Our study is to our knowledge the first comparing the transcriptomes of CoLCNECs with those of histologically pure lung cancers (AC, ADC, LCNEC, SCLC and SQC). This comparison suggests that CoLCNEC is a standalone entity composed of three distinct clusters: CL4, CL7 and CL9. CL4 showed an expression profile hierarchically linked to neuroendocrine carcinomas (LCNECs and SCLCs), with the greatest number of cases with simultaneous inactivation of TP53 and RB1, and a transcriptomic profile associated with hypomethylation-related signatures. Of interest, none of the markers previously identified as specific to pure histology LCNEC [8] or SCLC [29] (ASCL1, DLL3, NOTCHs, NEUROD1, POU2F3, YAP1) has been identified as differentially expressed in any CoLCNEC cluster while the direct comparison with other lung cancer molecular profiles highlighted a strong similarity to carcinoids described by Alcala et al. [23] and Laddah et al. [24] suggesting a strong neuroendocrine lineage of this cluster. Conversely, CL7 and CL9 transcriptomes were hierarchically closer to non-neuroendocrine lineage. CL7, mainly composed of CoADC showed the greatest number of cases affected by mutation in KRAS and/or STK11. As expected by such a genomic asset, this cluster showed a transcriptomic profile strongly associated with gene sets linked to the activation of the MAPK pathway, making it a suitable candidate for MEK inhibitor therapy. This is further reinforced by the fact that 3 out of 6 KRAS mutations in this cluster were G12C, amenable to target therapy. In this cluster, the non-LCNEC counterpart also influenced the expression profile which resulted in an intermediate between a pure adenocarcinoma and an LCNEC type I [8] described by George and colleagues. Finally, all cases in CL9, which mainly included CoSQC, were driven by TP53 alterations. The GSEA also showed a relationship between CL9, EMT, inflammation and CTLA4 immunotherapy signature, suggesting that this molecular cluster might be a candidate for immunotherapy.
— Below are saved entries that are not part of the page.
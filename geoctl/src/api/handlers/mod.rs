//! HTTP request handlers for the admin API.
//!
//! Handlers acquire a connection from the pool, run one or more repositories against it and
//! convert database rows into API responses. Writes record the caller resolved by
//! [`CurrentActor`](crate::auth::CurrentActor) in the audit columns.

pub mod actions;
pub mod address_types;
pub mod addresses;
pub mod colors;
pub mod genders;
pub mod municipalities;
pub mod phone_types;
pub mod phones;
pub mod regions;
pub mod states;

use crate::db::errors::DbError;
use crate::errors::Error;

pub(crate) fn missing(resource: &str, id: impl ToString) -> Error {
    Error::NotFound {
        resource: resource.to_string(),
        id: id.to_string(),
    }
}

/// Map a repository update error, turning a missing row into a 404 for `resource`.
pub(crate) fn not_found(resource: &'static str, id: impl ToString) -> impl FnOnce(DbError) -> Error {
    let id = id.to_string();
    move |err| match err {
        DbError::NotFound => Error::NotFound {
            resource: resource.to_string(),
            id,
        },
        other => other.into(),
    }
}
Additionally in this cluster, the non-LCNEC counterpart strongly affected the global molecular lineage of the cluster exhibiting a non-neuroendocrine lineage.

Our study also suggests that these three CoLCNEC clusters have diverse clinical behaviour, with CL4 having a better overall survival with respect to CL9.

5. Conclusions

This study shows that CoLCNECs are an independent histologic category within lung cancers with mixed genomic and transcriptomic profiles that carry both prognostic significance and potential therapeutic vulnerabilities.

Our results support the extension of molecular profiling in the diagnostic routine, especially for LCNECs combined with an adenocarcinoma component to evaluate the presence of druggable KRAS G12C mutations and fusion genes. Furthermore, transcriptome-based characterization suggests immunotherapy for the worst prognosis molecular group opening up to new therapeutic perspectives.